Although they added many small enhancements to the game in addition to its all-new story, the largest feature was the first-ever option for either of two NPCs to fall in love with a player character. The sophisticated AI (for its time) tracked the player's actions in the game, much as the modern game Fable charts the player's actions as good or evil. If the player's actions matched the values of the NPC there was a chance they could fall in love.

==Reception==
SSI sold 31,995 copies of Treasures of the Savage Frontier. It was reviewed in 1992 in Dragon #184 by Hartley, Patricia, and Kirk Lesser in "The Role of Computers" column. The reviewers gave the game 4 out of 5 stars. Scorpia of Computer Gaming World in 1993 stated that the game was "a yawner" and "almost indistinguishable from" other Gold Box games".
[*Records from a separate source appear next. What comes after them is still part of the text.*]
// Copyright (c) 2025 Erick Bourgeois, firestoned
// SPDX-License-Identifier: MIT

use anyhow::{Context as _, Result};
use axum_server::tls_rustls::RustlsConfig;
use clap::{Args, Parser, Subcommand};
use dynakube_operator::{
    cluster::{Cluster, KubeCluster},
    constants::{
        DEFAULT_CERTS_DIR, DEFAULT_METRICS_ADDR, DEFAULT_WEBHOOK_ADDR, KIND_DYNAKUBE,
        KIND_EDGE_CONNECT, REQUEUE_FAST_SECS, TLS_CRT_KEY, TLS_KEY_KEY, TOKIO_WORKER_THREADS,
    },
    context::{Context, OperatorConfig},
    crd::{DynaKube, EdgeConnect},
    metrics,
    webhook::{self, WebhookConfig, WebhookState},
};
use futures::StreamExt;
use k8s_openapi::api::{
    apps::v1::{Deployment, StatefulSet},
    core::v1::ConfigMap,
};
use kube::{
    runtime::{controller::Action, watcher::Config, Controller},
    Api, Client, ResourceExt,
};
use std::net::SocketAddr;
use std::path::{Path, PathBuf};
use std::sync::Arc;
use std::time::{Duration, Instant};
use tracing::{debug, error, info, warn};

#[derive(Debug, thiserror::Error)]
#[error(transparent)]
struct ReconcileError(#[from] anyhow::Error);

/// Dynatrace operator and pod-injection webhook.
#[derive(Debug, Parser)]
#[command(name = "dynakube-operator", version, about)]
struct Cli {
    #[command(subcommand)]
    command: Command,
}

#[derive(Debug, Subcommand)]
enum Command {
    /// Run the `DynaKube` and `EdgeConnect` controllers
    Operator(OperatorArgs),
    /// Run the mutating admission webhook server
    Webhook(WebhookArgs),
}

#[derive(Debug, Args)]
struct OperatorArgs {
    /// Namespace the operator and its custom resources live in
    #[arg(long, env = "POD_NAMESPACE", default_value = "dynatrace")]
    namespace: String,

    #[arg(long, env = "METRICS_ADDR", default_value = DEFAULT_METRICS_ADDR)]
    metrics_addr: SocketAddr,
}

#[derive(Debug, Args)]
struct WebhookArgs {
    /// Namespace the `DynaKube` resources live in
    #[arg(long, env = "POD_NAMESPACE", default_value = "dynatrace")]
    namespace: String,

    #[arg(long, env = "WEBHOOK_ADDR", default_value = DEFAULT_WEBHOOK_ADDR)]
    webhook_addr: SocketAddr,

    /// Directory holding `tls.crt` and `tls.key`
    #[arg(long, env = "CERTS_DIR", default_value = DEFAULT_CERTS_DIR)]
    certs_dir: PathBuf,

    /// UID of the `kube-system` namespace; looked up when not given
    #[arg(long, env = "KUBE_SYSTEM_UUID")]
    cluster_id: Option<String>,

    /// Image of the install init container
    #[arg(long, env = "WEBHOOK_IMAGE")]
    webhook_image: String,
}

fn main() -> Result<()> {
    let cli = Cli::parse();

    let runtime = tokio::runtime::Builder::new_multi_thread()
        .worker_threads(TOKIO_WORKER_THREADS)
        .thread_name("dynakube-operator")
        .enable_all()
        .build()?;

    runtime.block_on(async_main(cli))
}

async fn async_main(cli: Cli) -> Result<()> {
    // Respects RUST_LOG (default "info") and RUST_LOG_FORMAT=json
    let env_filter = tracing_subscriber::EnvFilter::try_from_default_env()
        .unwrap_or_else(|_| tracing_subscriber::EnvFilter::new("info"));

    let log_format = std::env::var("RUST_LOG_FORMAT").unwrap_or_else(|_| "text".to_string());

    match log_format.to_lowercase().as_str() {
        "json" => {
            tracing_subscriber::fmt()
                .with_env_filter(env_filter)
                .with_file(true)
                .with_line_number(true)
                .with_thread_names(true)
                .with_target(false)
                .json()
                .init();
        }
        _ => {
            tracing_subscriber::fmt()
                .with_env_filter(env_filter)
                .with_file(true)
                .with_line_number(true)
                .with_thread_names(true)
                .with_target(false)
                .with_ansi(true)
                .compact()
                .init();
        }
    }

    if rustls::crypto::ring::default_provider()
        .install_default()
        .is_err()
    {
        warn!("A rustls crypto provider was already installed");
    }

    match cli.command {
        Command::Operator(args) => run_operator(args).await,
        Command::Webhook(args) => run_webhook(args).await,
    }
}

async fn run_operator(args: OperatorArgs) -> Result<()> {
    info!(namespace = %args.namespace, "Starting Dynatrace operator");

    debug!("Initializing Kubernetes client");
    let client = Client::try_default().await?;

    let ctx = Arc::new(Context::new(
        client.clone(),
        OperatorConfig {
            namespace: args.namespace,
            metrics_addr: args.metrics_addr,
        },
    ));

    info!("Starting all controllers");

    // Controllers should never exit; if one does, the process exits with it
    tokio::select! {
        result = run_dynakube_controller(client.clone(), ctx.clone()) => {
            error!("CRITICAL: DynaKube controller exited unexpectedly: {:?}", result);
            result?;
            anyhow::bail!("DynaKube controller exited unexpectedly without error")
        }
        result = run_edge_connect_controller(client.clone(), ctx.clone()) => {
            error!("CRITICAL: EdgeConnect controller exited unexpectedly: {:?}", result);
            result?;
            anyhow::bail!("EdgeConnect controller exited unexpectedly without error")
        }
        result = run_metrics_server(ctx.config.metrics_addr) => {
            error!("CRITICAL: metrics server exited unexpectedly: {:?}", result);
            result?;
            anyhow::bail!("Metrics server exited unexpectedly without error")
        }
        () = shutdown_signal() => {
            info!("Shutdown signal received, stopping operator");
            Ok(())
        }
    }
}

/// Run the `DynaKube` controller
async fn run_dynakube_controller(client: Client, ctx: Arc<Context>) -> Result<()> {
    info!("Starting DynaKube controller");

    let namespace = ctx.config.namespace.clone();
    let api = Api::<DynaKube>::namespaced(client.clone(), &namespace);

    Controller::new(api, Config::default())
        .owns(
            Api::<StatefulSet>::namespaced(client.clone(), &namespace),
            Config::default(),
        )
        .owns(
            Api::<ConfigMap>::namespaced(client, &namespace),
            Config::default(),
        )
        .run(reconcile_dynakube_wrapper, error_policy, ctx)
        .for_each(|_| futures::future::ready(()))
        .await;

    Ok(())
}

/// Run the `EdgeConnect` controller
async fn run_edge_connect_controller(client: Client, ctx: Arc<Context>) -> Result<()> {
    info!("Starting EdgeConnect controller");

    let namespace = ctx.config.namespace.clone();
    let api = Api::<EdgeConnect>::namespaced(client.clone(), &namespace);

    Controller::new(api, Config::default())
        .owns(
            Api::<Deployment>::namespaced(client, &namespace),
            Config::default(),
        )
        .run(reconcile_edge_connect_wrapper, error_policy, ctx)
        .for_each(|_| futures::future::ready(()))
        .await;

    Ok(())
}

/// Reconcile wrapper for `DynaKube`
async fn reconcile_dynakube_wrapper(
    dk: Arc<DynaKube>,
    ctx: Arc<Context>,
) -> Result<Action, ReconcileError> {
    debug!(name = %dk.name_any(), namespace = ?dk.namespace(), "Reconcile wrapper called for DynaKube");
    let start = Instant::now();

    match ctx.reconcile_dynakube(&dk).await {
        Ok(action) => {
            info!("Successfully reconciled DynaKube: {}", dk.name_any());
            metrics::record_reconciliation_success(KIND_DYNAKUBE, start.elapsed());
            Ok(action)
        }
        Err(e) => {
            error!("Failed to reconcile DynaKube {}: {:#}", dk.name_any(), e);
            metrics::record_reconciliation_error(KIND_DYNAKUBE, start.elapsed());
            Err(e.into())
        }
    }
}

/// Reconcile wrapper for `EdgeConnect`
async fn reconcile_edge_connect_wrapper(
    ec: Arc<EdgeConnect>,
    ctx: Arc<Context>,
) -> Result<Action, ReconcileError> {
    let start = Instant::now();

    match ctx.reconcile_edge_connect(&ec).await {
        Ok(action) => {
            info!("Successfully reconciled EdgeConnect: {}", ec.name_any());
            metrics::record_reconciliation_success(KIND_EDGE_CONNECT, start.elapsed());
            Ok(action)
        }
        Err(e) => {
            error!("Failed to reconcile EdgeConnect {}: {:#}", ec.name_any(), e);
            metrics::record_reconciliation_error(KIND_EDGE_CONNECT, start.elapsed());
            Err(e.into())
        }
    }
}

/// Error policy for both controllers
fn error_policy<K>(resource: Arc<K>, err: &ReconcileError, _ctx: Arc<Context>) -> Action
where
    K: kube::Resource<DynamicType = ()>,
{
    let kind = K::kind(&());
    warn!(
        kind = %kind,
        name = %resource.meta().name.as_deref().unwrap_or_default(),
        "Reconcile failed, requeueing: {err:#}"
    );
    metrics::record_reconciliation_requeue(&kind, "error");
    Action::requeue(Duration::from_secs(REQUEUE_FAST_SECS))
}

async fn run_metrics_server(addr: SocketAddr) -> Result<()> {
    let listener = tokio::net::TcpListener::bind(addr)
        .await
        .with_context(|| format!("failed to bind metrics listener on {addr}"))?;
    info!(%addr, "Serving metrics");
    axum::serve(listener, metrics::router()).await?;
    Ok(())
}

async fn run_webhook(args: WebhookArgs) -> Result<()> {
    info!(namespace = %args.namespace, "Starting Dynatrace webhook");

    let client = Client::try_default().await?;
    let cluster: Arc<dyn Cluster> = Arc::new(KubeCluster::new(client));

    let cluster_id = match args.cluster_id {
        Some(id) if !id.is_empty() => id,
        _ => cluster
            .kube_system_uid()
            .await
            .context("failed to look up the kube-system namespace UID")?,
    };
    debug!(%cluster_id, "Resolved cluster id");

    let state = Arc::new(WebhookState::new(
        cluster,
        WebhookConfig {
            namespace: args.namespace,
            cluster_id,
            webhook_image: args.webhook_image,
        },
    ));

    let tls = load_tls(&args.certs_dir).await?;

    let handle = axum_server::Handle::new();
    let shutdown = handle.clone();
    tokio::spawn(async move {
        shutdown_signal().await;
        info!("Shutdown signal received, stopping webhook");
        shutdown.graceful_shutdown(Some(Duration::from_secs(10)));
    });

    info!(addr = %args.webhook_addr, "Serving admission webhook");
    axum_server::bind_rustls(args.webhook_addr, tls)
        .handle(handle)
        .serve(webhook::router(state).into_make_service())
        .await?;

    Ok(())
}

/// Load the serving certificate and key from `certs_dir`.
async fn load_tls(certs_dir: &Path) -> Result<RustlsConfig> {
    RustlsConfig::from_pem_file(certs_dir.join(TLS_CRT_KEY), certs_dir.join(TLS_KEY_KEY))
        .await
        .with_context(|| format!("failed to load TLS material from {}", certs_dir.display()))
}

async fn shutdown_signal() {
    let ctrl_c = async {
        if let Err(e) = tokio::signal::ctrl_c().await {
            error!("Failed to listen for Ctrl+C: {e}");
            std::future::pending::<()>().await;
        }
    };

    #[cfg(unix)]
    let terminate = async {
        match tokio::signal::unix::signal(tokio::signal::unix::SignalKind::terminate()) {
            Ok(mut sig) => {
                sig.recv().await;
            }
            Err(e) => {
                error!("Failed to listen for SIGTERM: {e}");
                std::future::pending::<()>().await;
            }
        }
    };

    #[cfg(not(unix))]
    let terminate = std::future::pending::<()>();

    tokio::select! {
        () = ctrl_c => {}
        () = terminate => {}
    }
}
The One gave the Amiga version of Treasures of the Savage Frontier an overall score of 65%, stating that "while S.S.I.'s Eye of the Beholder series appeals to a large audience ... [Gold Box games] don't offer anything to anyone who isn't a rabid D&D aficionado. The graphics are poor verging on off-putting, with crude animation, sprites and 3D views, while the sound is probably best left unmentioned". The One acknowledges that "these aesthetic factors are secondary to good gameplay [etc]", but expresses that good graphics and sound improve a game's atmosphere, a belief they further stress by saying that "atmosphere is one of the most important aspects of a decent RPG". The One describes Treasures of the Savage Frontier as "the bastard offspring of [Eye of the Beholder and Shadow Sorcerer] as it features watered-down elements from both".

According to GameSpy, "interest in the Gold Box-style of games waned quickly after its release. For what it's worth, it was a memorable enough closing for the series, and it is remembered as one of the more polished and accomplished of the games".